→ DATA TO USE:

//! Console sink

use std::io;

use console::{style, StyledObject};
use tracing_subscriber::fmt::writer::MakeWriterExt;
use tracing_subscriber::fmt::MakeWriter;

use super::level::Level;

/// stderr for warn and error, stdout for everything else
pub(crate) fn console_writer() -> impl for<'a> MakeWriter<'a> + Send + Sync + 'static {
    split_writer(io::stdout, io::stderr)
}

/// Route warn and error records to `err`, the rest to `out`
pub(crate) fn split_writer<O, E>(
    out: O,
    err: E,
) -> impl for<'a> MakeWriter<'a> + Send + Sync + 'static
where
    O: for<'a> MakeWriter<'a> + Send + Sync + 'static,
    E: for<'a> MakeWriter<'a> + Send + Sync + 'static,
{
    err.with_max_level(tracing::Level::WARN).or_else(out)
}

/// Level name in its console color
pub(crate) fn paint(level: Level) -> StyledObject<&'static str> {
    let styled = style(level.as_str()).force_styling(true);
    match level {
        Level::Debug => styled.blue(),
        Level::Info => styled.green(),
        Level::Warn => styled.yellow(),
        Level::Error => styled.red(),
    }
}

==

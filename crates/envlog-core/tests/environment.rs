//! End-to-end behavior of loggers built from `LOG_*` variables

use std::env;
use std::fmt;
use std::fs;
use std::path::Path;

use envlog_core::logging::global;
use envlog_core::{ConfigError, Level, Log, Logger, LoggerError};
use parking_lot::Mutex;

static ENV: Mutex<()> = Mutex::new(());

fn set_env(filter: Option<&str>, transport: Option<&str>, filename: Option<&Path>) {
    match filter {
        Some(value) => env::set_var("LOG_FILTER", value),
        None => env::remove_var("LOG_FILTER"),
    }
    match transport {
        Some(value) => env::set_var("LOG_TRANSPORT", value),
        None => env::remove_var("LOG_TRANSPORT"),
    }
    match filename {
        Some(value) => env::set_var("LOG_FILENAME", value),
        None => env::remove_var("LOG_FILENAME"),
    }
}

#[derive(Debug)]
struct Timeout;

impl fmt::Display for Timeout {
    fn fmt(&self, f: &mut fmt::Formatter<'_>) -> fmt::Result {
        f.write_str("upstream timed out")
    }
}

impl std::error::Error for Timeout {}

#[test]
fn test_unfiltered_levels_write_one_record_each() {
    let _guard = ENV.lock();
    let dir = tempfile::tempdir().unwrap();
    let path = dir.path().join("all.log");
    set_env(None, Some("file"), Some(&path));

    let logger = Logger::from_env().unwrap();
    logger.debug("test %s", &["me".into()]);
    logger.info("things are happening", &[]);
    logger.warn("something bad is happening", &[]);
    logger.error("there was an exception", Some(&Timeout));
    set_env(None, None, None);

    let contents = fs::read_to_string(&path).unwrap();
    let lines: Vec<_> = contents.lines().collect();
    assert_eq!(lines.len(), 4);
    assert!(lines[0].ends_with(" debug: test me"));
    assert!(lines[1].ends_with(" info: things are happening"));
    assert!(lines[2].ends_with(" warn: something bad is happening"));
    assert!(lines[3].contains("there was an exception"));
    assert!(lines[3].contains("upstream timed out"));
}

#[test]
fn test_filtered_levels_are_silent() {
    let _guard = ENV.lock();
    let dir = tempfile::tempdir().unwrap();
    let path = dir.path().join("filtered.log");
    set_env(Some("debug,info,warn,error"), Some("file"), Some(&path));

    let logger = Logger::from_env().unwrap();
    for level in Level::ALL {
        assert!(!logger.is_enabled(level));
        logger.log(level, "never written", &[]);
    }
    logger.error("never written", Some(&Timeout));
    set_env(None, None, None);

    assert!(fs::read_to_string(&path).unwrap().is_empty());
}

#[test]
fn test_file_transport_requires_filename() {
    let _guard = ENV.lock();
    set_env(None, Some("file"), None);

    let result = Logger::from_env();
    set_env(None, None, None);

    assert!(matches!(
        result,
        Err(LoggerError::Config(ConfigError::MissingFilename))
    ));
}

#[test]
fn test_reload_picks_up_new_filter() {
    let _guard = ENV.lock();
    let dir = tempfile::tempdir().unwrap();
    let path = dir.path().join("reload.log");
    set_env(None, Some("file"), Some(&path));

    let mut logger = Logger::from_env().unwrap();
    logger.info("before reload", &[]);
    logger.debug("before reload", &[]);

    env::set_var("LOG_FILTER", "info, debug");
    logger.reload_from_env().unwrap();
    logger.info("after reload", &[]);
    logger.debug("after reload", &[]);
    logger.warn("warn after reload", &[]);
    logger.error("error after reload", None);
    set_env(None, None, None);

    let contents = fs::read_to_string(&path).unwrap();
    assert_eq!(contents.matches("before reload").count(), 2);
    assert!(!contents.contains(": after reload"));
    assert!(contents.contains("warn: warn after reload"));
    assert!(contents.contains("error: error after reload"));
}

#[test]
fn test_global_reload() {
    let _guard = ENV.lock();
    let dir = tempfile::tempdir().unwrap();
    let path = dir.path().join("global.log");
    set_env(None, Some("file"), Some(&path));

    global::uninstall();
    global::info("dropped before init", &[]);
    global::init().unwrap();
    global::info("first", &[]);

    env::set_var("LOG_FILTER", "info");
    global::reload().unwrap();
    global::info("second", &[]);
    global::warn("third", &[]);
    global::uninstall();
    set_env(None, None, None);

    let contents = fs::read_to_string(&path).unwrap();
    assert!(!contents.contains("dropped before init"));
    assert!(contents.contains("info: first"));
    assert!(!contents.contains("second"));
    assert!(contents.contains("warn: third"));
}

→ ASSIGNMENT: Wherever the word "lines" shows up in the material, copy the line it is on.

→ OUTPUT:
    let lines: Vec<_> = contents.lines().collect();
    assert_eq!(lines.len(), 4);
    assert!(lines[0].ends_with(" debug: test me"));
    assert!(lines[1].ends_with(" info: things are happening"));
    assert!(lines[2].ends_with(" warn: something bad is happening"));
    assert!(lines[3].contains("there was an exception"));
    assert!(lines[3].contains("upstream timed out"));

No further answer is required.